2010年07月26日 15点07分 25
level 6
魔珠子 楼主
[ Chapter 11 ]
          
     - the little prince visits the conceited man
     The second planet was inhabited by a conceited man.
     "Ah! Ah! I am about to receive a visit from an admirer!" he exclaimed from afar, when he first saw the little prince coming.  
     For, to conceited men, all other men are admirers.  
     "Good morning," said the little prince. "That is a queer hat you are wearing."  
     "It is a hat for salutes," the conceited man replied. "It is to raise in salute when people acclaim me. Unfortunately, nobody at all ever passes this way."
     "Yes?" said the little prince, who did not understand what the conceited man was talking about.  
     "Clap your hands, one against the other," the conceited man now directed him.  
     The little prince clapped his hands. The conceited man raised his hat in a modest salute.
     "This is more entertaining than the visit to the king," the little prince said to himself. And he began again to clap his hands, one against the other. The conceited man against raised his hat in salute.  
     After five minutes of this exercise the little prince grew tired of the game‘s monotony.
     "And what should one do to make the hat come down?" he asked.  
     But the conceited man did not hear him. Conceited people never hear anything but praise.  
     "Do you really admire me very much?" he demanded of the little prince.  
     "What does that mean-- ‘admire‘?"  
     "To admire mean that you regard me as the handsomest, the best-dressed, the richest, and the most intelligent man on this planet."  
     "But you are the only man on your planet!"  

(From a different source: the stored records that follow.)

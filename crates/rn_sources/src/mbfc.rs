use rn_core::config::MbfcSettings;
use rn_core::{normalize_domain, BiasRecord, Result};
use serde::Deserialize;
use std::fmt;
use tracing::{info, warn};
use url::Url;
use crate::client::{Auth, HttpClient};

/// One row of the upstream dataset as published by the MBFC API.
#[derive(Debug, Deserialize)]
struct MbfcEntry {
    #[serde(rename = "Name", default)]
    name: Option<String>,
    #[serde(rename = "MBFC URL", default)]
    mbfc_url: Option<String>,
    #[serde(rename = "Domain", default)]
    domain: Option<String>,
    #[serde(rename = "Bias", default)]
    bias: Option<String>,
    #[serde(rename = "Factual Reporting", default)]
    factual_reporting: Option<String>,
    #[serde(rename = "Country", default)]
    country: Option<String>,
    #[serde(rename = "Credibility", default)]
    credibility: Option<String>,
}

impl From<MbfcEntry> for BiasRecord {
    fn from(entry: MbfcEntry) -> Self {
        BiasRecord {
            name: entry.name.unwrap_or_default(),
            mbfc_url: entry.mbfc_url.unwrap_or_default(),
            domain: normalize_domain(entry.domain.as_deref().unwrap_or_default()),
            bias: entry.bias.unwrap_or_default(),
            factual_reporting: entry.factual_reporting.unwrap_or_default(),
            country: entry.country.unwrap_or_default(),
            credibility: entry.credibility.unwrap_or_default(),
        }
    }
}

/// Client for the full bias dataset endpoint.
pub struct MbfcClient {
    client: HttpClient,
    url: Url,
    bearer_token: String,
}

impl fmt::Debug for MbfcClient {
    fn fmt(&self, f: &mut fmt::Formatter<'_>) -> fmt::Result {
        f.debug_struct("MbfcClient")
            .field("url", &self.url.as_str())
            .field("bearer_token", &"<redacted>")
            .finish()
    }
}

impl MbfcClient {
    pub fn new(client: HttpClient, settings: MbfcSettings) -> Self {
        Self {
            client,
            url: settings.api_url,
            bearer_token: settings.bearer_token,
        }
    }

    /// Download every record. Rows without a usable domain are dropped.
    pub async fn fetch_dataset(&self) -> Result<Vec<BiasRecord>> {
        let body = self
            .client
            .get_json(self.url.clone(), &Auth::Bearer(self.bearer_token.clone()))
            .await?;
        let entries: Vec<MbfcEntry> = serde_json::from_value(body)?;
        let fetched = entries.len();

        let records: Vec<BiasRecord> = entries
            .into_iter()
            .map(BiasRecord::from)
            .filter(|record| !record.domain.is_empty())
            .collect();

        info!("📥 MBFC data fetched: {} entries", fetched);
        if records.len() < fetched {
            warn!("Dropped {} MBFC entries without a domain", fetched - records.len());
        }
        Ok(records)
    }
}

#[cfg(test)]
mod tests {
    use super::*;
    use rn_core::test_support::serve;
    use axum::http::{HeaderMap, StatusCode};
    use axum::{routing::get, Json, Router};
    use rn_core::Error;
    use serde_json::json;
    use std::time::Duration;

    fn mbfc(url: Url, token: &str) -> MbfcClient {
        let settings = MbfcSettings {
            api_url: url,
            bearer_token: token.to_string(),
        };
        MbfcClient::new(HttpClient::new(Duration::from_secs(5)).unwrap(), settings)
    }

    #[tokio::test]
    async fn test_fetch_dataset() {
        let router = Router::new().route(
            "/full",
            get(|headers: HeaderMap| async move {
                if headers.get("authorization").map_or(true, |v| v != "Bearer token") {
                    return Err(StatusCode::UNAUTHORIZED);
                }
                Ok(Json(json!([
                    {
                        "Name": "Example News",
                        "MBFC URL": "https://mediabiasfactcheck.com/example-news/",
                        "Domain": "www.example.com",
                        "Bias": "Left-Center",
                        "Factual Reporting": "High",
                        "Country": "USA",
                        "Credibility": "High Credibility"
                    },
                    { "Name": "No Domain", "Domain": null, "Bias": "Right" },
                    { "Name": "Sparse", "Domain": "sparse.org", "Country": null }
                ])))
            }),
        );
        let url = serve(router).await.join("full").unwrap();
        let mbfc = mbfc(url, "token");

        let records = mbfc.fetch_dataset().await.unwrap();
        assert_eq!(records.len(), 2);
        assert_eq!(records[0].domain, "example.com");
        assert_eq!(records[0].bias, "Left-Center");
        assert_eq!(records[0].factual_reporting, "High");
        assert_eq!(records[1].name, "Sparse");
        assert_eq!(records[1].country, "");
    }

    #[tokio::test]
    async fn test_rejected_token() {
        let router = Router::new().route(
            "/full",
            get(|| async { (StatusCode::FORBIDDEN, "invalid token") }),
        );
        let url = serve(router).await.join("full").unwrap();
        let mbfc = mbfc(url, "wrong");

        assert!(matches!(
            mbfc.fetch_dataset().await,
            Err(Error::UpstreamFetch { status: 403, .. })
        ));
    }

    #[tokio::test]
    async fn test_unexpected_payload() {
        let router = Router::new().route("/full", get(|| async { Json(json!({"error": "nope"})) }));
        let url = serve(router).await.join("full").unwrap();
        let mbfc = mbfc(url, "token");

        assert!(matches!(mbfc.fetch_dataset().await, Err(Error::Serialization(_))));
    }
}
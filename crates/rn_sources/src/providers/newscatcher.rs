use async_trait::async_trait;
use rn_core::{Article, Error, NewsProvider, ProviderQuery, Result, SearchTerms};
use serde_json::Value;
use std::fmt;
use tracing::debug;
use url::Url;
use super::{article_list, media_field, normalize_all, text_field};
use crate::client::{Auth, HttpClient};
use crate::query::{ParamNames, PhrasePolicy, QueryBuilder};

const BASE_URL: &str = "https://api.newscatcherapi.com/v2/";

const PARAMS: ParamNames = ParamNames {
    query: "q",
    sources: "sources",
    exclude: "not_sources",
};

/// Newscatcher v2 `/search`.
pub struct NewscatcherProvider {
    client: HttpClient,
    api_key: String,
    builder: QueryBuilder,
}

impl fmt::Debug for NewscatcherProvider {
    fn fmt(&self, f: &mut fmt::Formatter<'_>) -> fmt::Result {
        f.debug_struct("NewscatcherProvider")
            .field("api_key", &"<redacted>")
            .field("builder", &self.builder)
            .finish()
    }
}

impl NewscatcherProvider {
    pub fn new(client: HttpClient, api_key: String) -> Result<Self> {
        let base = Url::parse(BASE_URL).map_err(|e| Error::InvalidUrl(e.to_string()))?;
        Self::with_base_url(client, api_key, base)
    }

    pub fn with_base_url(client: HttpClient, api_key: String, base: Url) -> Result<Self> {
        let endpoint = base.join("search").map_err(|e| Error::InvalidUrl(e.to_string()))?;
        Ok(Self {
            client,
            api_key,
            builder: QueryBuilder::new(endpoint, PARAMS, PhrasePolicy::AllWords),
        })
    }

    fn normalize(raw: &Value) -> Article {
        Article {
            source_url: text_field(raw, "clean_url"),
            excerpt: text_field(raw, "excerpt"),
            link: text_field(raw, "link"),
            summary: text_field(raw, "summary"),
            title: text_field(raw, "title"),
            media: media_field(raw, "media"),
            bias: None,
        }
    }
}

#[async_trait]
impl NewsProvider for NewscatcherProvider {
    fn name(&self) -> &str {
        "newscatcher"
    }

    fn build_query(&self, terms: &SearchTerms) -> Result<ProviderQuery> {
        let mut query = self.builder.build(terms);
        query.push("sort_by", "relevancy");
        query.push("lang", "en");
        query.push("from", "1 day ago");
        Ok(query)
    }

    async fn search(&self, terms: &SearchTerms) -> Result<Vec<Article>> {
        let query = self.build_query(terms)?;
        if query.param(PARAMS.query).map_or(true, str::is_empty) {
            debug!("No keywords to search for, skipping Newscatcher request");
            return Ok(Vec::new());
        }
        debug!("Newscatcher query: {:?}", query.param(PARAMS.query));

        let auth = Auth::Header {
            name: "X-Api-Key",
            value: self.api_key.clone(),
        };
        let body = self.client.get_json(query.to_url(), &auth).await?;
        debug!(
            "Newscatcher total hits: {}, page size: {}",
            body.get("total_hits").unwrap_or(&serde_json::Value::Null),
            body.get("page_size").unwrap_or(&serde_json::Value::Null)
        );

        Ok(normalize_all(article_list(&body, "articles"), Self::normalize))
    }
}
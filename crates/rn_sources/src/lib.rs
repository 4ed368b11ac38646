pub mod client;
pub mod enrich;
pub mod manager;
pub mod mbfc;
pub mod providers;
pub mod query;
pub mod refresh;

pub use client::{Auth, HttpClient};
pub use enrich::BiasEnricher;
pub use manager::RelatedArticles;
pub use mbfc::MbfcClient;
pub use providers::{create_provider, NewsApiProvider, NewscatcherProvider};
pub use query::{PhrasePolicy, QueryBuilder};
pub use refresh::BiasRefresher;

pub mod prelude {
    pub use super::{BiasEnricher, BiasRefresher, RelatedArticles};
    pub use rn_core::{Article, BiasRecord, Error, NewsProvider, Result};
}
use async_trait::async_trait;
use rn_core::{normalize_domain, BiasRecord, BiasStorage, Error, Result};
use sqlx::postgres::{PgPool, PgPoolOptions, PgRow};
use sqlx::{Postgres, QueryBuilder, Row};
use std::collections::HashMap;
use std::time::Duration;
use super::{INSERT_PREFIX, SELECT_COLUMNS};
use crate::StorageBackend;

const MIGRATIONS: &[&str] = &[
    r#"
    CREATE TABLE IF NOT EXISTS mbfc_data (
        id SERIAL PRIMARY KEY,
        name TEXT,
        mbfc_url TEXT,
        domain TEXT,
        bias TEXT,
        factual_reporting TEXT,
        country TEXT,
        credibility TEXT
    )
    "#,
    "CREATE INDEX IF NOT EXISTS mbfc_data_domain_idx ON mbfc_data (domain)",
];

// 7 binds per row, well under the protocol's 65535 limit
const INSERT_CHUNK: usize = 1000;

pub struct PostgresStorage {
    pool: PgPool,
}

impl PostgresStorage {
    pub async fn from_pool(pool: PgPool) -> Result<Self> {
        for (i, migration) in MIGRATIONS.iter().enumerate() {
            sqlx::query(migration)
                .execute(&pool)
                .await
                .map_err(|e| Error::Storage(format!("Failed to run migration {}: {}", i, e)))?;
        }
        Ok(Self { pool })
    }
}

fn record_from_row(row: &PgRow) -> Result<BiasRecord> {
    Ok(BiasRecord {
        name: row.try_get("name").map_err(Error::storage)?,
        mbfc_url: row.try_get("mbfc_url").map_err(Error::storage)?,
        domain: row.try_get("domain").map_err(Error::storage)?,
        bias: row.try_get("bias").map_err(Error::storage)?,
        factual_reporting: row.try_get("factual_reporting").map_err(Error::storage)?,
        country: row.try_get("country").map_err(Error::storage)?,
        credibility: row.try_get("credibility").map_err(Error::storage)?,
    })
}

#[async_trait]
impl StorageBackend for PostgresStorage {
    fn name() -> &'static str {
        "postgres"
    }

    async fn connect(url: &str) -> Result<Self> {
        let pool = PgPoolOptions::new()
            .max_connections(5)
            .acquire_timeout(Duration::from_secs(5))
            .connect(url)
            .await
            .map_err(|e| Error::Storage(format!("Failed to connect to database: {}", e)))?;
        Self::from_pool(pool).await
    }
}

#[async_trait]
impl BiasStorage for PostgresStorage {
    async fn find_by_domain(&self, domain: &str) -> Result<Vec<BiasRecord>> {
        let rows = sqlx::query(&format!("{SELECT_COLUMNS} WHERE domain = $1 ORDER BY id"))
            .bind(normalize_domain(domain))
            .fetch_all(&self.pool)
            .await
            .map_err(|e| Error::Storage(format!("Failed to look up bias data: {}", e)))?;

        rows.iter().map(record_from_row).collect()
    }

    async fn find_by_domains(&self, domains: &[String]) -> Result<HashMap<String, BiasRecord>> {
        if domains.is_empty() {
            return Ok(HashMap::new());
        }
        let domains: Vec<String> = domains.iter().map(|d| normalize_domain(d)).collect();

        let rows = sqlx::query(&format!("{SELECT_COLUMNS} WHERE domain = ANY($1) ORDER BY id"))
            .bind(&domains)
            .fetch_all(&self.pool)
            .await
            .map_err(|e| Error::Storage(format!("Failed to look up bias data: {}", e)))?;

        let mut found = HashMap::new();
        for row in &rows {
            let record = record_from_row(row)?;
            found.entry(record.domain.clone()).or_insert(record);
        }
        Ok(found)
    }

    async fn replace_all(&self, records: &[BiasRecord]) -> Result<usize> {
        let mut tx = self
            .pool
            .begin()
            .await
            .map_err(|e| Error::Storage(format!("Failed to start transaction: {}", e)))?;

        sqlx::query("DELETE FROM mbfc_data")
            .execute(&mut *tx)
            .await
            .map_err(|e| Error::Storage(format!("Failed to prune bias data: {}", e)))?;

        for chunk in records.chunks(INSERT_CHUNK) {
            let mut builder: QueryBuilder<Postgres> = QueryBuilder::new(INSERT_PREFIX);
            builder.push_values(chunk, |mut row, record| {
                row.push_bind(record.name.clone())
                    .push_bind(record.mbfc_url.clone())
                    .push_bind(normalize_domain(&record.domain))
                    .push_bind(record.bias.clone())
                    .push_bind(record.factual_reporting.clone())
                    .push_bind(record.country.clone())
                    .push_bind(record.credibility.clone());
            });
            builder
                .build()
                .execute(&mut *tx)
                .await
                .map_err(|e| Error::Storage(format!("Failed to insert bias data: {}", e)))?;
        }

        tx.commit()
            .await
            .map_err(|e| Error::Storage(format!("Failed to commit bias data: {}", e)))?;
        Ok(records.len())
    }

    async fn count(&self) -> Result<usize> {
        let count: i64 = sqlx::query_scalar("SELECT COUNT(*) FROM mbfc_data")
            .fetch_one(&self.pool)
            .await
            .map_err(|e| Error::Storage(format!("Failed to count bias data: {}", e)))?;
        Ok(count as usize)
    }
}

     "Do me this kindness. Admire me just the same."  
     "I admire you," said the little prince, shrugging his shoulders slightly, "but what is there in that to interest you so much?"  

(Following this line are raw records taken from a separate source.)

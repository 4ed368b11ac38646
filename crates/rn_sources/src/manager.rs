use rn_core::config::{DEFAULT_MAX_KEYWORDS, DEFAULT_SOURCE_DOMAINS};
use rn_core::{normalize_domain, Article, KeywordExtractor, NewsProvider, RelatedArticlesRequest, Result, SearchTerms};
use std::sync::Arc;
use tracing::{debug, info};
use crate::enrich::BiasEnricher;

/// Related-articles pipeline. Key phrases from the request drive one
/// provider search; the results come back with bias ratings attached.
pub struct RelatedArticles {
    extractor: Arc<dyn KeywordExtractor>,
    provider: Arc<dyn NewsProvider>,
    enricher: BiasEnricher,
    source_domains: Vec<String>,
    max_keywords: usize,
    use_body_text: bool,
}

impl RelatedArticles {
    pub fn new(
        extractor: Arc<dyn KeywordExtractor>,
        provider: Arc<dyn NewsProvider>,
        enricher: BiasEnricher,
    ) -> Self {
        Self {
            extractor,
            provider,
            enricher,
            source_domains: DEFAULT_SOURCE_DOMAINS.iter().map(|d| d.to_string()).collect(),
            max_keywords: DEFAULT_MAX_KEYWORDS,
            use_body_text: false,
        }
    }

    pub fn with_source_domains(mut self, domains: Vec<String>) -> Self {
        self.source_domains = domains;
        self
    }

    pub fn with_max_keywords(mut self, max_keywords: usize) -> Self {
        self.max_keywords = max_keywords;
        self
    }

    /// Also feed `innerText` to the extractor, not just the title.
    pub fn with_body_text(mut self, enabled: bool) -> Self {
        self.use_body_text = enabled;
        self
    }

    pub fn enricher(&self) -> &BiasEnricher {
        &self.enricher
    }

    fn extraction_text<'a>(&self, request: &'a RelatedArticlesRequest) -> std::borrow::Cow<'a, str> {
        if self.use_body_text && !request.inner_text.trim().is_empty() {
            format!("{}\n{}", request.title, request.inner_text).into()
        } else {
            request.title.as_str().into()
        }
    }

    pub async fn related(&self, request: &RelatedArticlesRequest) -> Result<Vec<Article>> {
        let exclude_domain = normalize_domain(&request.domain);
        let keywords = self
            .extractor
            .extract(&self.extraction_text(request), self.max_keywords)
            .await?;
        if keywords.is_empty() {
            debug!("No key phrases found in {:?}, nothing to search", request.title);
            return Ok(Vec::new());
        }
        info!("🔎 Searching {} for {:?}", self.provider.name(), keywords);

        let terms = SearchTerms {
            keywords,
            candidate_domains: self.source_domains.clone(),
            exclude_domain,
        };
        let articles = self.provider.search(&terms).await?;
        debug!("{} returned {} articles", self.provider.name(), articles.len());

        self.enricher.enrich(articles).await
    }
}
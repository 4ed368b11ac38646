use rn_core::{normalize_domain, Article, BiasRecord, BiasStorage, Result};
use std::sync::Arc;
use tracing::debug;

/// Read side of the bias dataset.
#[derive(Clone)]
pub struct BiasEnricher {
    storage: Arc<dyn BiasStorage>,
}

impl BiasEnricher {
    pub fn new(storage: Arc<dyn BiasStorage>) -> Self {
        Self { storage }
    }

    /// Attach the bias record of each article's domain, or `None` when the
    /// domain is unknown. Order and length are preserved; all domains are
    /// looked up in a single query.
    pub async fn enrich(&self, mut articles: Vec<Article>) -> Result<Vec<Article>> {
        if articles.is_empty() {
            return Ok(articles);
        }

        let mut domains: Vec<String> = Vec::new();
        for article in &articles {
            let domain = normalize_domain(&article.source_url);
            if !domain.is_empty() && !domains.contains(&domain) {
                domains.push(domain);
            }
        }

        let found = if domains.is_empty() {
            Default::default()
        } else {
            self.storage.find_by_domains(&domains).await?
        };
        debug!("Bias records found for {}/{} domains", found.len(), domains.len());

        for article in articles.iter_mut() {
            article.bias = found.get(&normalize_domain(&article.source_url)).cloned();
        }
        Ok(articles)
    }

    /// Every stored record for `domain`; empty when there is none.
    pub async fn check_bias(&self, domain: &str) -> Result<Vec<BiasRecord>> {
        self.storage.find_by_domain(&normalize_domain(domain)).await
    }
}
pub mod memory;

#[cfg(feature = "postgres")]
pub mod postgres;

#[cfg(feature = "sqlite")]
pub mod sqlite;

pub use memory::InMemoryStorage;

#[cfg(feature = "postgres")]
pub use postgres::PostgresStorage;

#[cfg(feature = "sqlite")]
pub use sqlite::SqliteStorage;

#[cfg(any(feature = "postgres", feature = "sqlite"))]
pub(crate) const SELECT_COLUMNS: &str = "SELECT COALESCE(name, '') AS name, COALESCE(mbfc_url, '') AS mbfc_url, \
     COALESCE(domain, '') AS domain, COALESCE(bias, '') AS bias, \
     COALESCE(factual_reporting, '') AS factual_reporting, COALESCE(country, '') AS country, \
     COALESCE(credibility, '') AS credibility FROM mbfc_data";

#[cfg(any(feature = "postgres", feature = "sqlite"))]
pub(crate) const INSERT_PREFIX: &str =
    "INSERT INTO mbfc_data (name, mbfc_url, domain, bias, factual_reporting, country, credibility) ";
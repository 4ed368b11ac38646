use serde::{Deserialize, Serialize};
use serde_json::Value;

/// A related article as returned to clients. Built per request from a
/// provider response and never persisted.
#[derive(Debug, Clone, PartialEq, Serialize, Deserialize)]
pub struct Article {
    #[serde(rename = "clean_url", default)]
    pub source_url: String,
    #[serde(default)]
    pub excerpt: String,
    #[serde(default)]
    pub link: String,
    #[serde(default)]
    pub summary: String,
    #[serde(default)]
    pub title: String,
    /// Provider specific: usually an image URL, sometimes structured.
    #[serde(default = "empty_media")]
    pub media: Value,
    #[serde(rename = "mbfc", default)]
    pub bias: Option<BiasRecord>,
}

fn empty_media() -> Value {
    Value::String(String::new())
}

impl Article {
    pub fn new(source_url: impl Into<String>) -> Self {
        Self {
            source_url: source_url.into(),
            excerpt: String::new(),
            link: String::new(),
            summary: String::new(),
            title: String::new(),
            media: empty_media(),
            bias: None,
        }
    }
}

/// Media bias rating for one publisher domain.
#[derive(Debug, Clone, PartialEq, Eq, Serialize, Deserialize)]
pub struct BiasRecord {
    pub name: String,
    pub mbfc_url: String,
    pub domain: String,
    pub bias: String,
    pub factual_reporting: String,
    pub country: String,
    pub credibility: String,
}

/// Body of `POST /related_articles_by_text`.
#[derive(Debug, Clone, Serialize, Deserialize)]
pub struct RelatedArticlesRequest {
    pub title: String,
    #[serde(rename = "innerText", default)]
    pub inner_text: String,
    pub domain: String,
}

/// Everything a provider needs to build one search.
#[derive(Debug, Clone, Default, PartialEq, Eq)]
pub struct SearchTerms {
    pub keywords: Vec<String>,
    pub candidate_domains: Vec<String>,
    pub exclude_domain: String,
}
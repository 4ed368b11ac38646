pub mod config;
pub mod domain;
pub mod error;
pub mod models;
pub mod provider;
pub mod storage;
pub mod types;

#[cfg(feature = "test-util")]
pub mod test_support;

pub use domain::{domain_from_url, normalize_domain};
pub use error::Error;
pub use models::KeywordExtractor;
pub use provider::{NewsProvider, ProviderQuery};
pub use storage::BiasStorage;
pub use types::{Article, BiasRecord, RelatedArticlesRequest, SearchTerms};

pub type Result<T> = std::result::Result<T, Error>;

     And the little prince went away.  
     "The grown-ups are certainly very odd," he said to himself, as he continued on his journey.

2010年07月26日 15点07分 27
level 6
魔珠子 楼主
[ Chapter 12 ]
          - the little prince visits the tippler
     The next planet was inhabited by a tippler. This was a very short visit, but it plunged the little prince into deep dejection.  

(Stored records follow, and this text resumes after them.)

use url::Url;

/// Reduce a host, domain or URL to the lookup key used against the bias
/// dataset: lowercase, no scheme, no path or port, no `www.` prefix.
pub fn normalize_domain(input: &str) -> String {
    let mut domain = input.trim().to_ascii_lowercase();

    if let Some(idx) = domain.find("://") {
        domain.drain(..idx + 3);
    }
    if let Some(idx) = domain.find(|c| matches!(c, '/' | '?' | '#')) {
        domain.truncate(idx);
    }
    if let Some(idx) = domain.rfind('@') {
        domain.drain(..=idx);
    }
    if let Some(idx) = domain.find(':') {
        domain.truncate(idx);
    }

    let domain = domain.trim_end_matches('.');
    domain.strip_prefix("www.").unwrap_or(domain).to_string()
}

/// Host of a full article URL, normalized. Falls back to plain
/// normalization when the value does not parse as a URL.
pub fn domain_from_url(raw: &str) -> String {
    match Url::parse(raw.trim()) {
        Ok(url) => url.host_str().map(normalize_domain).unwrap_or_default(),
        Err(_) => normalize_domain(raw),
    }
}
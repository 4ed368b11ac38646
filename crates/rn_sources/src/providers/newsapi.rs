use async_trait::async_trait;
use chrono::{DateTime, Duration, SecondsFormat, Utc};
use rn_core::{domain_from_url, Article, Error, NewsProvider, ProviderQuery, Result, SearchTerms};
use serde_json::Value;
use std::fmt;
use tracing::debug;
use url::Url;
use super::{article_list, media_field, normalize_all, text_field};
use crate::client::{Auth, HttpClient};
use crate::query::{ParamNames, PhrasePolicy, QueryBuilder};

const BASE_URL: &str = "https://newsapi.org/v2/";

const PARAMS: ParamNames = ParamNames {
    query: "q",
    sources: "domains",
    exclude: "excludeDomains",
};

/// NewsAPI `/v2/everything`.
pub struct NewsApiProvider {
    client: HttpClient,
    api_key: String,
    builder: QueryBuilder,
}

impl fmt::Debug for NewsApiProvider {
    fn fmt(&self, f: &mut fmt::Formatter<'_>) -> fmt::Result {
        f.debug_struct("NewsApiProvider")
            .field("api_key", &"<redacted>")
            .field("builder", &self.builder)
            .finish()
    }
}

impl NewsApiProvider {
    pub fn new(client: HttpClient, api_key: String) -> Result<Self> {
        let base = Url::parse(BASE_URL).map_err(|e| Error::InvalidUrl(e.to_string()))?;
        Self::with_base_url(client, api_key, base)
    }

    pub fn with_base_url(client: HttpClient, api_key: String, base: Url) -> Result<Self> {
        let endpoint = base.join("everything").map_err(|e| Error::InvalidUrl(e.to_string()))?;
        Ok(Self {
            client,
            api_key,
            builder: QueryBuilder::new(endpoint, PARAMS, PhrasePolicy::Exact),
        })
    }

    // NewsAPI has no cleaned domain field; derive it from the article URL
    fn normalize(raw: &Value) -> Article {
        let link = text_field(raw, "url");
        Article {
            source_url: domain_from_url(&link),
            excerpt: text_field(raw, "description"),
            summary: text_field(raw, "content"),
            title: text_field(raw, "title"),
            media: media_field(raw, "urlToImage"),
            link,
            bias: None,
        }
    }
}

/// Start of the search window: one day before `now`, RFC 3339 in UTC.
fn since(now: DateTime<Utc>) -> String {
    (now - Duration::days(1)).to_rfc3339_opts(SecondsFormat::Secs, true)
}

#[async_trait]
impl NewsProvider for NewsApiProvider {
    fn name(&self) -> &str {
        "newsapi"
    }

    fn build_query(&self, terms: &SearchTerms) -> Result<ProviderQuery> {
        let mut query = self.builder.build(terms);
        query.push("sortBy", "relevancy");
        query.push("language", "en");
        query.push("from", since(Utc::now()));
        Ok(query)
    }

    async fn search(&self, terms: &SearchTerms) -> Result<Vec<Article>> {
        let query = self.build_query(terms)?;
        if query.param(PARAMS.query).map_or(true, str::is_empty) {
            debug!("No keywords to search for, skipping NewsAPI request");
            return Ok(Vec::new());
        }
        debug!("NewsAPI query: {:?}", query.param(PARAMS.query));

        let auth = Auth::Header {
            name: "X-Api-Key",
            value: self.api_key.clone(),
        };
        let body = self.client.get_json(query.to_url(), &auth).await?;
        debug!(
            "NewsAPI total results: {}",
            body.get("totalResults").unwrap_or(&serde_json::Value::Null)
        );

        Ok(normalize_all(article_list(&body, "articles"), Self::normalize))
    }
}

#[cfg(test)]
mod tests {
    use super::*;
    use rn_core::test_support::serve;
    use axum::extract::Query;
    use axum::{routing::get, Json, Router};
    use serde_json::json;
    use std::collections::HashMap;

    fn terms() -> SearchTerms {
        SearchTerms {
            keywords: vec!["election results".to_string(), "voter turnout".to_string()],
            candidate_domains: vec!["www.example.com".to_string()],
            exclude_domain: "www.example.com".to_string(),
        }
    }

    fn client() -> HttpClient {
        HttpClient::new(std::time::Duration::from_secs(5)).unwrap()
    }

    #[test]
    fn test_build_query() {
        let provider = NewsApiProvider::new(client(), "key".to_string()).unwrap();
        let query = provider.build_query(&terms()).unwrap();

        assert_eq!(query.endpoint.as_str(), "https://newsapi.org/v2/everything");
        assert_eq!(query.param("q"), Some("\"election results\" OR \"voter turnout\""));
        // only candidate was the requesting domain
        assert_eq!(query.param("domains"), None);
        assert_eq!(query.param("excludeDomains"), Some("example.com"));
        assert_eq!(query.param("language"), Some("en"));
        let from = query.param("from").unwrap();
        assert!(DateTime::parse_from_rfc3339(from).is_ok());
        assert!(from.ends_with('Z'));
    }

    #[test]
    fn test_search_window_is_rfc3339_utc() {
        let now = DateTime::parse_from_rfc3339("2024-11-06T12:30:00Z")
            .unwrap()
            .with_timezone(&Utc);
        assert_eq!(since(now), "2024-11-05T12:30:00Z");
    }

    #[tokio::test]
    async fn test_search_normalizes_articles() {
        let router = Router::new().route(
            "/v2/everything",
            get(|Query(params): Query<HashMap<String, String>>| async move {
                assert!(!params.contains_key("domains"));
                Json(json!({
                    "status": "ok",
                    "totalResults": 1,
                    "articles": [{
                        "source": {"id": "bbc-news", "name": "BBC News"},
                        "title": "Turnout hits record",
                        "description": "Short description",
                        "url": "https://www.bbc.com/news/articles/1",
                        "urlToImage": null,
                        "content": "Body text"
                    }]
                }))
            }),
        );
        let base = serve(router).await.join("v2/").unwrap();
        let provider = NewsApiProvider::with_base_url(client(), "key".to_string(), base).unwrap();

        let articles = provider.search(&terms()).await.unwrap();
        assert_eq!(articles.len(), 1);
        let article = &articles[0];
        assert_eq!(article.source_url, "bbc.com");
        assert_eq!(article.link, "https://www.bbc.com/news/articles/1");
        assert_eq!(article.excerpt, "Short description");
        assert_eq!(article.summary, "Body text");
        assert_eq!(article.media, json!(""));
        assert!(article.bias.is_none());
    }
}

     "What are you doing there?" he said to the tippler, whom he found settled down in silence before a collection of empty bottles and also a collection of full bottles.  
     "I am drinking," replied the tippler, with a lugubrious air.  
     "Why are you drinking?" demanded the little prince.  
     "So that I may forget," replied the tippler.  
     "Forget what?" inquired the little prince, who already was sorry for him.  
     "Forget that I am ashamed," the tippler confessed, hanging his head.  
     "Ashamed of what?" insisted the little prince, who wanted to help him.  
     "Ashamed of drinking!" The tippler brought his speech to an end, and shut himself up in an impregnable silence.  
     And the little prince went away, puzzled.  
     "The grown-ups are certainly very, very odd," he said to himself, as he continued on his journey.

2010年07月26日 15点07分 28
level 6
魔珠子 楼主
     "How is it possible for one to own the stars?"  
     "To whom do they belong?" the businessman retorted, peevishly.  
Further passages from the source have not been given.